Magnetic field sensing with individual dysprosium atoms

Atomic magnetic field sensors provide state of the art detection and have recently broken the theoretical performance limit of Superconducting Quantum Interference Device (SQUID) sensors. (These are used to detect incredibly tiny magnetic fields and have applications in brain imaging, heart diagnostics and geology.) Arrays of individual atoms in optical tweezers provide a promising platform for two and three-dimensional magnetic field mapping. The goal of this project is to develop new magnetic field sensors with enhanced performance based on orderly displays of individual dysprosium atoms in optical tweezers.

Dysprosium is, alongside terbium, the most magnetic atom that exists. It has a magnetic moment (magnetic strength and direction) that is an order of magnitude larger than those of alkali atoms that are commonly used in atomic magnetic field sensors. Alkali atoms are used most often because they are well understood and there are many ways to manipulate them.
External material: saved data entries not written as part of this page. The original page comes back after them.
//! HTTP class client
//!
//! Read-only pass-through over `GET /users/{user_id}/classes[/{id}]`.

use super::wire::ClassesResponse;
use super::{build_http_client, decode_response, endpoint, transport_error, ClassBackend};
use crate::config::ApiConfig;
use crate::error::Result;
use crate::models::ClassRecord;

use async_trait::async_trait;
use reqwest::Client;

/// Class API client over HTTP
pub struct HttpClassClient {
    client: Client,
    config: ApiConfig,
}

impl HttpClassClient {
    /// Create a new class client
    ///
    /// # Errors
    ///
    /// Returns error if HTTP client initialization fails
    pub fn new(config: ApiConfig) -> Result<Self> {
        let client = build_http_client(config.timeout_seconds)?;
        Ok(Self { client, config })
    }

    fn classes_url(&self, class_id: Option<&str>) -> Result<url::Url> {
        let user_id = self.config.user_id()?;
        let base = self.config.base_url()?;
        match class_id {
            Some(id) => endpoint(&base, &["users", user_id, "classes", id]),
            None => endpoint(&base, &["users", user_id, "classes"]),
        }
    }
}

#[async_trait]
impl ClassBackend for HttpClassClient {
    async fn list_classes(&self) -> Result<Vec<ClassRecord>> {
        let url = self.classes_url(None)?;
        tracing::debug!("Fetching classes: {}", url);

        let response = self
            .client
            .get(url)
            .send()
            .await
            .map_err(|e| transport_error("Fetch classes", e))?;
        let body: ClassesResponse = decode_response("Fetch classes", response).await?;

        tracing::debug!(count = body.classes.len(), "Classes fetched");
        Ok(body.classes)
    }

    async fn get_class(&self, class_id: &str) -> Result<ClassRecord> {
        let url = self.classes_url(Some(class_id))?;
        tracing::debug!("Fetching class: {}", url);

        let response = self
            .client
            .get(url)
            .send()
            .await
            .map_err(|e| transport_error("Fetch class", e))?;
        decode_response("Fetch class", response).await
    }
}
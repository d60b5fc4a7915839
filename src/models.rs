//! View-model types
//!
//! These are the in-app representations of chats, messages and classes.
//! They are derived from the wire schema in [`crate::api::wire`] and are the
//! only types the controller and the presentation layer work with.

use chrono::{DateTime, Utc};
use serde::{Deserialize, Serialize};
use std::fmt;
use std::sync::atomic::{AtomicU64, Ordering};

/// Author role of a chat message, as stored by the backend
#[derive(Debug, Clone, Copy, PartialEq, Eq, Hash, Serialize, Deserialize)]
#[serde(rename_all = "lowercase")]
pub enum Role {
    /// Message typed by the user
    User,
    /// Answer produced by the assistant
    Assistant,
    /// Instruction or notice not authored by either party
    System,
}

impl Role {
    /// Wire name of the role
    pub fn as_str(&self) -> &'static str {
        match self {
            Self::User => "user",
            Self::Assistant => "assistant",
            Self::System => "system",
        }
    }

    /// Which side of the conversation a message with this role is shown on
    pub fn sender(&self) -> Sender {
        match self {
            Self::User => Sender::User,
            Self::Assistant | Self::System => Sender::Bot,
        }
    }
}

impl fmt::Display for Role {
    fn fmt(&self, f: &mut fmt::Formatter<'_>) -> fmt::Result {
        f.write_str(self.as_str())
    }
}

/// Display attribution of a message
#[derive(Debug, Clone, Copy, PartialEq, Eq)]
pub enum Sender {
    /// Shown as the user's own message
    User,
    /// Shown as coming from the assistant
    Bot,
}

/// Locally generated message identifier
///
/// The wire format carries no stable per-message id, so ids are assigned on
/// the client and are only meaningful within one [`MessageIdGenerator`].
#[derive(Debug, Clone, Copy, PartialEq, Eq, PartialOrd, Ord, Hash)]
pub struct MessageId(pub u64);

impl fmt::Display for MessageId {
    fn fmt(&self, f: &mut fmt::Formatter<'_>) -> fmt::Result {
        write!(f, "{}", self.0)
    }
}

/// Monotonic source of [`MessageId`]s
///
/// Ids strictly increase for every call, regardless of how many messages
/// are created within the same clock tick.
#[derive(Debug)]
pub struct MessageIdGenerator {
    next: AtomicU64,
}

impl Default for MessageIdGenerator {
    fn default() -> Self {
        Self::new()
    }
}

impl MessageIdGenerator {
    /// Create a generator starting at id 1
    pub fn new() -> Self {
        Self {
            next: AtomicU64::new(1),
        }
    }

    /// Hand out the next id
    pub fn next_id(&self) -> MessageId {
        MessageId(self.next.fetch_add(1, Ordering::Relaxed))
    }
}

/// One message of the open chat
#[derive(Debug, Clone, PartialEq)]
pub struct ChatMessage {
    /// Local identifier
    pub id: MessageId,
    /// Display text
    pub text: String,
    /// Author role
    pub role: Role,
    /// When the message was written
    pub timestamp: DateTime<Utc>,
    /// Source citations; only assistant answers carry any
    pub sources: Vec<String>,
}

impl ChatMessage {
    /// Create a message without citations
    pub fn new(id: MessageId, role: Role, text: impl Into<String>, timestamp: DateTime<Utc>) -> Self {
        Self {
            id,
            text: text.into(),
            role,
            timestamp,
            sources: Vec::new(),
        }
    }

    /// Attach source citations to the message
    pub fn with_sources(mut self, sources: Vec<String>) -> Self {
        self.sources = sources;
        self
    }

    /// Display attribution derived from the role
    pub fn sender(&self) -> Sender {
        self.role.sender()
    }
}

/// Summary of one chat session, as shown in the session list
#[derive(Debug, Clone, PartialEq)]
pub struct ChatSession {
    /// Server-issued chat id
    pub id: String,
    /// Title derived server-side from the first message
    pub title: String,
    /// Preview of the latest message, when the backend provides one
    pub last_message: Option<String>,
    /// Creation time
    pub created_at: DateTime<Utc>,
    /// Time of the latest append
    pub updated_at: DateTime<Utc>,
    /// Number of stored messages
    pub message_count: usize,
}

/// Full history of one chat session
#[derive(Debug, Clone, PartialEq)]
pub struct ChatDetail {
    /// Server-issued chat id
    pub id: String,
    /// Session title
    pub title: String,
    /// Creation time
    pub created_at: DateTime<Utc>,
    /// Time of the latest append
    pub updated_at: DateTime<Utc>,
    /// Messages in server order
    pub messages: Vec<ChatMessage>,
}

/// Result of creating a chat session
#[derive(Debug, Clone, PartialEq)]
pub struct CreatedSession {
    /// Server-issued chat id
    pub chat_id: String,
    /// Title derived from the first message
    pub title: String,
    /// Creation time
    pub created_at: DateTime<Utc>,
}

/// Result of appending a message to a chat session
#[derive(Debug, Clone, PartialEq)]
pub struct AppendedMessage {
    /// Chat the message was appended to
    pub chat_id: String,
    /// New update time of the chat
    pub updated_at: DateTime<Utc>,
    /// Message count after the append
    pub total_messages: usize,
}

/// Answer from the question-answering service
#[derive(Debug, Clone, PartialEq, Eq, Serialize, Deserialize)]
pub struct Answer {
    /// Answer text
    pub answer: String,
    /// Supporting source documents
    #[serde(default)]
    pub sources: Vec<String>,
}

/// A course record owned by the backend
#[derive(Debug, Clone, PartialEq, Eq, Serialize, Deserialize)]
pub struct ClassRecord {
    /// Class identifier
    pub id: String,
    /// Full class name
    pub name: String,
    /// Course code (e.g. `CMPSC 131`)
    pub code: String,
    /// Instructor name
    pub instructor: String,
    /// Meeting schedule
    pub schedule: String,
    /// Semester label
    pub semester: String,
    /// Accent color used when rendering the class
    #[serde(default, skip_serializing_if = "Option::is_none")]
    pub color: Option<String>,
    /// Free-form description
    #[serde(default, skip_serializing_if = "Option::is_none")]
    pub description: Option<String>,
}
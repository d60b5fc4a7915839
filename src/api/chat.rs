//! HTTP chat client
//!
//! Implements [`ChatBackend`] against the chat REST API and the
//! question-answering endpoint. This is the only place that translates
//! between the wire schema and the chat view-models.

use super::wire::{
    AppendMessageRequest, AppendMessageResponse, CreateChatRequest, CreateChatResponse,
    DeleteChatResponse, GetChatResponse, GetChatsResponse, QueryRequest,
};
use super::{build_http_client, decode_response, endpoint, transport_error, ChatBackend};
use crate::config::ApiConfig;
use crate::error::Result;
use crate::models::{
    Answer, AppendedMessage, ChatDetail, ChatSession, CreatedSession, MessageIdGenerator, Role,
};

use async_trait::async_trait;
use reqwest::Client;
use std::sync::Arc;
use std::time::Instant;

/// Path of the question-answering endpoint, relative to the RAG base URL
const QUERY_PATH: &str = "query-rag";

/// Chat API client over HTTP
///
/// Base URLs and the user id are read from the configuration on every call,
/// so a missing value surfaces as a configuration error on first use rather
/// than at construction.
///
/// # Examples
///
/// ```no_run
/// use coursechat::api::{ChatBackend, HttpChatClient};
/// use coursechat::config::ApiConfig;
///
/// # async fn example() -> coursechat::error::Result<()> {
/// let config = ApiConfig {
///     base_url: Some("https://api.example.com/dev".to_string()),
///     user_id: Some("user123".to_string()),
///     ..Default::default()
/// };
/// let client = HttpChatClient::new(config)?;
/// let sessions = client.list_sessions().await?;
/// # Ok(())
/// # }
/// ```
pub struct HttpChatClient {
    client: Client,
    config: ApiConfig,
    ids: Arc<MessageIdGenerator>,
}

impl HttpChatClient {
    /// Create a new chat client
    ///
    /// # Errors
    ///
    /// Returns error if HTTP client initialization fails
    pub fn new(config: ApiConfig) -> Result<Self> {
        Self::with_id_generator(config, Arc::new(MessageIdGenerator::new()))
    }

    /// Create a chat client that numbers loaded messages from `ids`
    ///
    /// Sharing the generator with a [`crate::controller::ChatController`]
    /// keeps ids of loaded and locally created messages in one sequence.
    pub fn with_id_generator(config: ApiConfig, ids: Arc<MessageIdGenerator>) -> Result<Self> {
        let client = build_http_client(config.timeout_seconds)?;

        tracing::info!(
            "Initialized chat client: base_url={}, user_id={}",
            config.base_url.as_deref().unwrap_or("<unset>"),
            config.user_id.as_deref().unwrap_or("<unset>")
        );

        Ok(Self {
            client,
            config,
            ids,
        })
    }
}

#[async_trait]
impl ChatBackend for HttpChatClient {
    #[tracing::instrument(skip(self))]
    async fn list_sessions(&self) -> Result<Vec<ChatSession>> {
        let user_id = self.config.user_id()?;
        let mut url = endpoint(&self.config.base_url()?, &["chats"])?;
        url.query_pairs_mut().append_pair("user_id", user_id);
        tracing::debug!("Listing chats: {}", url);

        let start = Instant::now();
        let response = self
            .client
            .get(url)
            .send()
            .await
            .map_err(|e| transport_error("List chats", e))?;
        let body: GetChatsResponse = decode_response("List chats", response).await?;

        tracing::debug!(
            duration_ms = start.elapsed().as_millis() as u64,
            count = body.chats.len(),
            "Chats listed"
        );
        Ok(body.chats.into_iter().map(|c| c.into_session()).collect())
    }

    #[tracing::instrument(skip(self))]
    async fn get_session(&self, chat_id: &str) -> Result<ChatDetail> {
        let url = endpoint(&self.config.base_url()?, &["chats", chat_id])?;
        tracing::debug!("Fetching chat: {}", url);

        let response = self
            .client
            .get(url)
            .send()
            .await
            .map_err(|e| transport_error("Get chat", e))?;
        let body: GetChatResponse = decode_response("Get chat", response).await?;

        Ok(body.chat.into_detail(&self.ids))
    }

    #[tracing::instrument(skip(self, first_message))]
    async fn create_session(&self, first_message: &str) -> Result<CreatedSession> {
        let user_id = self.config.user_id()?;
        let url = endpoint(&self.config.base_url()?, &["chats"])?;
        let request = CreateChatRequest {
            user_id,
            message: first_message,
            role: Role::User,
            metadata: serde_json::json!({}),
        };
        tracing::debug!("Creating chat: {}", url);

        let response = self
            .client
            .post(url)
            .json(&request)
            .send()
            .await
            .map_err(|e| transport_error("Create chat", e))?;
        let body: CreateChatResponse = decode_response("Create chat", response).await?;

        tracing::info!(chat_id = %body.chat_id, title = %body.title, "Chat created");
        Ok(body.into_created())
    }

    #[tracing::instrument(skip(self, text))]
    async fn append_message(
        &self,
        chat_id: &str,
        text: &str,
        role: Role,
    ) -> Result<AppendedMessage> {
        let url = endpoint(&self.config.base_url()?, &["chats", chat_id, "messages"])?;
        let request = AppendMessageRequest {
            message: text,
            role,
        };

        let response = self
            .client
            .post(url)
            .json(&request)
            .send()
            .await
            .map_err(|e| transport_error("Append message", e))?;
        let body: AppendMessageResponse = decode_response("Append message", response).await?;

        tracing::debug!(total_messages = body.total_messages, "Message appended");
        Ok(body.into_appended())
    }

    #[tracing::instrument(skip(self))]
    async fn delete_session(&self, chat_id: &str) -> Result<()> {
        let url = endpoint(&self.config.base_url()?, &["chats", chat_id])?;

        let response = self
            .client
            .delete(url)
            .send()
            .await
            .map_err(|e| transport_error("Delete chat", e))?;
        let body: DeleteChatResponse = decode_response("Delete chat", response).await?;

        tracing::info!(chat_id = %chat_id, "{}", body.message);
        Ok(())
    }

    #[tracing::instrument(skip(self, question))]
    async fn ask_question(&self, question: &str) -> Result<Answer> {
        let url = endpoint(&self.config.rag_url()?, &[QUERY_PATH])?;
        tracing::debug!("Asking question: {}", url);

        let start = Instant::now();
        let response = self
            .client
            .post(url)
            .json(&QueryRequest { question })
            .send()
            .await
            .map_err(|e| transport_error("Ask question", e))?;
        let answer: Answer = decode_response("Ask question", response).await?;

        tracing::debug!(
            duration_ms = start.elapsed().as_millis() as u64,
            sources = answer.sources.len(),
            "Answer received"
        );
        Ok(answer)
    }
}
//! Keyboard input: fixed key bindings and press/release transitions.

use std::collections::HashMap;

/// Something the player can ask the game to do.
#[derive(Debug, Clone, Copy, PartialEq, Eq, Hash)]
pub enum Action {
    Forward,
    Backward,
    Left,
    Right,
    Dash,
    Restart,
}

/// One key edge, already resolved to an action.
#[derive(Debug, Clone, Copy, PartialEq, Eq)]
pub struct ActionEvent {
    pub action: Action,
    pub state: ElementState,
    /// OS auto-repeat of a held key.
    pub repeat: bool,
}

impl ActionEvent {
    pub fn is_press(&self) -> bool {
        self.state == ElementState::Pressed
    }

    /// A fresh press, not an auto-repeat.
    pub fn is_initial_press(&self) -> bool {
        self.is_press() && !self.repeat
    }
}

/// Maps physical keys to actions.
#[derive(Debug, Clone)]
pub struct KeyBindings {
    bindings: HashMap<KeyCode, Action>,
}

impl Default for KeyBindings {
    /// WASD to move, either Shift to dash, R or Enter to restart.
    fn default() -> Self {
        let mut bindings = Self::empty();
        bindings.bind(KeyCode::KeyW, Action::Forward);
        bindings.bind(KeyCode::KeyS, Action::Backward);
        bindings.bind(KeyCode::KeyA, Action::Left);
        bindings.bind(KeyCode::KeyD, Action::Right);
        bindings.bind(KeyCode::ShiftLeft, Action::Dash);
        bindings.bind(KeyCode::ShiftRight, Action::Dash);
        bindings.bind(KeyCode::KeyR, Action::Restart);
        bindings.bind(KeyCode::Enter, Action::Restart);
        bindings
    }
}

impl KeyBindings {
    pub fn empty() -> Self {
        Self {
            bindings: HashMap::new(),
        }
    }

    /// Bind `key` to `action`, replacing any previous binding for that key.
    pub fn bind(&mut self, key: KeyCode, action: Action) {
        if let Some(previous) = self.bindings.insert(key, action) {
            log::debug!("Rebound {:?} from {:?} to {:?}", key, previous, action);
        }
    }

    pub fn action_for(&self, key: KeyCode) -> Option<Action> {
        self.bindings.get(&key).copied()
    }

    /// Resolve a raw key edge. Unbound keys yield `None`.
    pub fn resolve(&self, key: KeyCode, state: ElementState, repeat: bool) -> Option<ActionEvent> {
        self.action_for(key).map(|action| ActionEvent {
            action,
            state,
            repeat,
        })
    }
}

// Re-export for convenience
pub use winit::event::ElementState;
pub use winit::keyboard::KeyCode;
//! Win/lose detection by sphere-vs-box proximity.

use glam::Vec3;
use physics::sphere_intersects_aabb;

/// Radius of the rat's bounding sphere.
pub const PLAYER_RADIUS: f32 = 0.5;

/// What a region does to the rat on contact.
#[derive(Debug, Clone, Copy, PartialEq, Eq)]
pub enum RegionKind {
    Trap,
    Hazard,
    Goal,
}

/// Axis-aligned box tested against the rat each frame. Attached to scene entities.
#[derive(Debug, Clone, Copy, PartialEq)]
pub struct OutcomeRegion {
    pub kind: RegionKind,
    pub half_extents: Vec3,
}

impl OutcomeRegion {
    pub fn new(kind: RegionKind, half_extents: Vec3) -> Self {
        Self { kind, half_extents }
    }

    pub fn contains_sphere(&self, center: Vec3, sphere_center: Vec3, radius: f32) -> bool {
        sphere_intersects_aabb(sphere_center, radius, center, self.half_extents)
    }
}

/// A terminal result of the check.
#[derive(Debug, Clone, Copy, PartialEq, Eq)]
pub enum Outcome {
    /// Stepped on the trap at this index.
    CaughtByTrap(usize),
    CaughtByHazard,
    ReachedGoal,
}

impl Outcome {
    pub fn is_death(self) -> bool {
        !matches!(self, Outcome::ReachedGoal)
    }
}

/// Region positions for one evaluation.
#[derive(Debug, Clone, Copy)]
pub struct PlacedRegion {
    pub region: OutcomeRegion,
    pub center: Vec3,
}

/// Test the rat against traps, then the hazard, then the goal. First hit wins.
///
/// Traps are taken as an iterator so callers can place them lazily; the index
/// in `CaughtByTrap` counts the regions yielded.
pub fn check(
    player: Vec3,
    traps: impl IntoIterator<Item = PlacedRegion>,
    hazard: Option<&PlacedRegion>,
    goal: Option<&PlacedRegion>,
) -> Option<Outcome> {
    let hits = |placed: &PlacedRegion| placed.region.contains_sphere(placed.center, player, PLAYER_RADIUS);

    if let Some(i) = traps.into_iter().position(|placed| hits(&placed)) {
        return Some(Outcome::CaughtByTrap(i));
    }
    if hazard.is_some_and(hits) {
        return Some(Outcome::CaughtByHazard);
    }
    if goal.is_some_and(hits) {
        return Some(Outcome::ReachedGoal);
    }
    None
}

#[cfg(test)]
mod tests {
    use super::*;

    fn trap(x: f32, z: f32) -> PlacedRegion {
        PlacedRegion {
            region: OutcomeRegion::new(RegionKind::Trap, Vec3::new(0.5, 0.1, 0.5)),
            center: Vec3::new(x, 0.25, z),
        }
    }

    fn hazard(x: f32, z: f32) -> PlacedRegion {
        PlacedRegion {
            region: OutcomeRegion::new(RegionKind::Hazard, Vec3::new(0.5, 0.15, 0.5)),
            center: Vec3::new(x, 0.15, z),
        }
    }

    fn goal() -> PlacedRegion {
        PlacedRegion {
            region: OutcomeRegion::new(RegionKind::Goal, Vec3::new(0.6, 0.7, 0.6)),
            center: Vec3::new(6.0, 0.7, 6.0),
        }
    }

    #[test]
    fn clear_floor_has_no_outcome() {
        let traps = [trap(0.0, 0.0), trap(-3.0, 4.0)];
        let p = Vec3::new(-6.0, 0.5, -6.0);
        assert_eq!(check(p, traps, Some(&hazard(4.0, 4.0)), Some(&goal())), None);
    }

    #[test]
    fn trap_beats_hazard_and_goal() {
        let traps = [trap(-3.0, 4.0), trap(6.0, 6.0)];
        let p = Vec3::new(6.0, 0.5, 6.0);
        let result = check(p, traps, Some(&hazard(6.0, 6.0)), Some(&goal()));
        assert_eq!(result, Some(Outcome::CaughtByTrap(1)));
    }

    #[test]
    fn hazard_beats_goal() {
        let p = Vec3::new(6.0, 0.5, 6.0);
        let result = check(p, std::iter::empty(), Some(&hazard(6.0, 5.8)), Some(&goal()));
        assert_eq!(result, Some(Outcome::CaughtByHazard));
        assert!(result.unwrap().is_death());
    }

    #[test]
    fn goal_contact_wins() {
        let p = Vec3::new(6.0, 0.5, 6.0);
        let result = check(p, [trap(0.0, 0.0)], Some(&hazard(-4.0, -4.0)), Some(&goal()));
        assert_eq!(result, Some(Outcome::ReachedGoal));
        assert!(!result.unwrap().is_death());
    }

    #[test]
    fn repeated_check_is_idempotent() {
        let traps = [trap(0.0, 0.0)];
        let p = Vec3::new(0.3, 0.5, -0.2);
        let first = check(p, traps, None, Some(&goal()));
        let second = check(p, traps, None, Some(&goal()));
        assert_eq!(first, second);
        assert_eq!(first, Some(Outcome::CaughtByTrap(0)));
    }
}
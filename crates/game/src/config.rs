//! Game configuration (window, variant, restart rules). Loaded from config.ron at startup.

use serde::{Deserialize, Serialize};
use std::path::{Path, PathBuf};

use crate::tuning::Variant;

/// What a restart puts back to its starting pose.
#[derive(Debug, Clone, Copy, Default, PartialEq, Eq, Serialize, Deserialize)]
pub enum RestartScope {
    /// Only the rat and its dash; the roomba keeps patrolling from where it is.
    #[default]
    PlayerOnly,
    /// The rat and the roomba, which returns to the start of its route.
    Full,
}

/// Game settings. Loaded from `config.ron` in the current directory.
#[derive(Debug, Clone, Serialize, Deserialize)]
pub struct GameConfig {
    /// Window width in logical pixels.
    #[serde(default = "default_window_width")]
    pub window_width: u32,
    /// Window height in logical pixels.
    #[serde(default = "default_window_height")]
    pub window_height: u32,
    /// Overhead prototype or chase-camera build.
    #[serde(default)]
    pub variant: Variant,
    #[serde(default)]
    pub restart_scope: RestartScope,
    /// Model bundles the third-person variant must load before play starts.
    #[serde(default = "default_asset_paths")]
    pub asset_paths: Vec<PathBuf>,
}

fn default_window_width() -> u32 {
    1280
}
fn default_window_height() -> u32 {
    720
}
fn default_asset_paths() -> Vec<PathBuf> {
    vec![PathBuf::from("assets/rat.glb"), PathBuf::from("assets/human.glb")]
}

impl Default for GameConfig {
    fn default() -> Self {
        Self {
            window_width: default_window_width(),
            window_height: default_window_height(),
            variant: Variant::default(),
            restart_scope: RestartScope::default(),
            asset_paths: default_asset_paths(),
        }
    }
}

impl GameConfig {
    /// Load config from `config.ron`. If the file is missing or invalid, returns default config.
    pub fn load() -> Self {
        Self::load_from(&config_path())
    }

    pub fn load_from(path: &Path) -> Self {
        if let Ok(data) = std::fs::read_to_string(path) {
            match Self::parse(&data) {
                Ok(c) => return c,
                Err(e) => log::warn!("Invalid config at {:?}: {}, using defaults", path, e),
            }
        }
        Self::default()
    }

    pub fn parse(data: &str) -> Result<Self, ron::error::SpannedError> {
        ron::from_str(data)
    }
}

fn config_path() -> PathBuf {
    std::env::current_dir().unwrap_or_else(|_| PathBuf::from(".")).join("config.ron")
}
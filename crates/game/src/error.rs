//! Error types for session setup and asset loading.

use std::path::PathBuf;

/// A session could not be built from its configuration.
#[derive(Debug, thiserror::Error)]
pub enum SetupError {
    #[error("patrol path has no waypoints")]
    EmptyPatrolPath,
    #[error("patrol speed must be positive and finite, got {0}")]
    InvalidPatrolSpeed(f32),
    #[error("patrol arrival epsilon must be positive and finite, got {0}")]
    InvalidArrivalEpsilon(f32),
}

/// A model bundle needed by the third-person variant could not be loaded.
#[derive(Debug, thiserror::Error)]
pub enum AssetError {
    #[error("could not read {path:?}: {source}")]
    Read {
        path: PathBuf,
        #[source]
        source: std::io::Error,
    },
    #[error("{0:?} is empty")]
    Empty(PathBuf),
    #[error("could not start the asset loader: {0}")]
    Spawn(#[source] std::io::Error),
    #[error("asset loader stopped without a result")]
    LoaderStopped,
}
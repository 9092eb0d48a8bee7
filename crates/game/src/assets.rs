//! Model bundles for the third-person variant. Contents are opaque to gameplay.

use std::path::{Path, PathBuf};
use std::sync::mpsc::{self, Receiver, TryRecvError};
use std::thread;

use crate::error::AssetError;

/// A model file read into memory.
#[derive(Debug, Clone)]
pub struct ModelBundle {
    pub path: PathBuf,
    pub bytes: Vec<u8>,
}

/// Read every bundle, stopping at the first failure.
pub fn load_bundles(paths: &[PathBuf]) -> Result<Vec<ModelBundle>, AssetError> {
    paths.iter().map(|p| load_bundle(p)).collect()
}

/// Reads bundles on a worker thread; the frame loop polls it.
pub struct AssetLoader {
    receiver: Receiver<Result<Vec<ModelBundle>, AssetError>>,
}

impl AssetLoader {
    pub fn spawn(paths: Vec<PathBuf>) -> Result<Self, AssetError> {
        let (sender, receiver) = mpsc::channel();
        thread::Builder::new()
            .name("asset-loader".into())
            .spawn(move || {
                // The receiver is gone if the app already quit.
                let _ = sender.send(load_bundles(&paths));
            })
            .map_err(AssetError::Spawn)?;
        Ok(Self { receiver })
    }

    /// The load result once the worker is done, `None` while it is still reading.
    pub fn poll(&self) -> Option<Result<Vec<ModelBundle>, AssetError>> {
        match self.receiver.try_recv() {
            Ok(result) => Some(result),
            Err(TryRecvError::Empty) => None,
            Err(TryRecvError::Disconnected) => Some(Err(AssetError::LoaderStopped)),
        }
    }
}

fn load_bundle(path: &Path) -> Result<ModelBundle, AssetError> {
    let bytes = std::fs::read(path).map_err(|source| AssetError::Read {
        path: path.to_path_buf(),
        source,
    })?;
    if bytes.is_empty() {
        return Err(AssetError::Empty(path.to_path_buf()));
    }
    log::info!("Loaded model bundle {:?} ({} bytes)", path, bytes.len());
    Ok(ModelBundle {
        path: path.to_path_buf(),
        bytes,
    })
}
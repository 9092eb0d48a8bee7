//! Game phases and the transitions allowed between them.

use crate::outcome::Outcome;

/// Top-level game phase.
#[derive(Debug, Clone, Copy, PartialEq, Eq)]
pub enum GamePhase {
    /// Waiting for model bundles (third-person variant only).
    Loading,
    Playing,
    Dead,
    Win,
}

/// A transition that is not allowed from the current phase.
#[derive(Debug, Clone, Copy, PartialEq, Eq, thiserror::Error)]
#[error("cannot {action} while {phase:?}")]
pub struct PhaseError {
    pub phase: GamePhase,
    pub action: &'static str,
}

impl GamePhase {
    /// Controllers, physics and outcome checks only run while playing.
    pub fn is_active(self) -> bool {
        self == GamePhase::Playing
    }

    /// Dead or won; waiting for a restart.
    pub fn is_terminal(self) -> bool {
        matches!(self, GamePhase::Dead | GamePhase::Win)
    }

    /// Loading finished.
    pub fn begin(self) -> Result<GamePhase, PhaseError> {
        match self {
            GamePhase::Loading => Ok(GamePhase::Playing),
            phase => Err(PhaseError { phase, action: "begin play" }),
        }
    }

    /// The outcome checker fired.
    pub fn conclude(self, outcome: Outcome) -> Result<GamePhase, PhaseError> {
        match self {
            GamePhase::Playing if outcome.is_death() => Ok(GamePhase::Dead),
            GamePhase::Playing => Ok(GamePhase::Win),
            phase => Err(PhaseError { phase, action: "conclude a round" }),
        }
    }

    /// The restart control was used.
    pub fn restart(self) -> Result<GamePhase, PhaseError> {
        if self.is_terminal() {
            Ok(GamePhase::Playing)
        } else {
            Err(PhaseError { phase: self, action: "restart" })
        }
    }
}

#[cfg(test)]
mod tests {
    use super::*;

    #[test]
    fn loading_only_begins() {
        assert_eq!(GamePhase::Loading.begin(), Ok(GamePhase::Playing));
        assert!(GamePhase::Loading.restart().is_err());
        assert!(GamePhase::Loading.conclude(Outcome::ReachedGoal).is_err());
    }

    #[test]
    fn playing_concludes_by_outcome() {
        assert_eq!(GamePhase::Playing.conclude(Outcome::CaughtByTrap(2)), Ok(GamePhase::Dead));
        assert_eq!(GamePhase::Playing.conclude(Outcome::CaughtByHazard), Ok(GamePhase::Dead));
        assert_eq!(GamePhase::Playing.conclude(Outcome::ReachedGoal), Ok(GamePhase::Win));
        assert!(GamePhase::Playing.restart().is_err());
        assert!(GamePhase::Playing.begin().is_err());
    }

    #[test]
    fn terminal_phases_restart_into_play() {
        for phase in [GamePhase::Dead, GamePhase::Win] {
            assert!(phase.is_terminal());
            assert!(!phase.is_active());
            assert_eq!(phase.restart(), Ok(GamePhase::Playing));
            assert!(phase.conclude(Outcome::CaughtByHazard).is_err());
        }
    }
}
Now it’s thought that the different properties of other elements may provide improvements over alkali atoms. The project has three specific scientific aims: to explore tools for dysprosium manipulation; to devise efficient protocols for generating superposition states of the two extreme m-states of a dysprosium atom; and to deliver a proof of principle demonstration of a magnetic field measurement, using a single dysprosium atom. By achieving these aims the team will validate dysprosium’s unique potential for atomic magnetic field sensors.

This project is led by Dr Mikkel Andersen together with PhD student Liam Domett-Potts and international collaborators from the University of Parma, Italy and the Institute for Quantum Matter, part of the Center for Integrated Quantum Science and Technology (IQST) at Ulm University, Germany.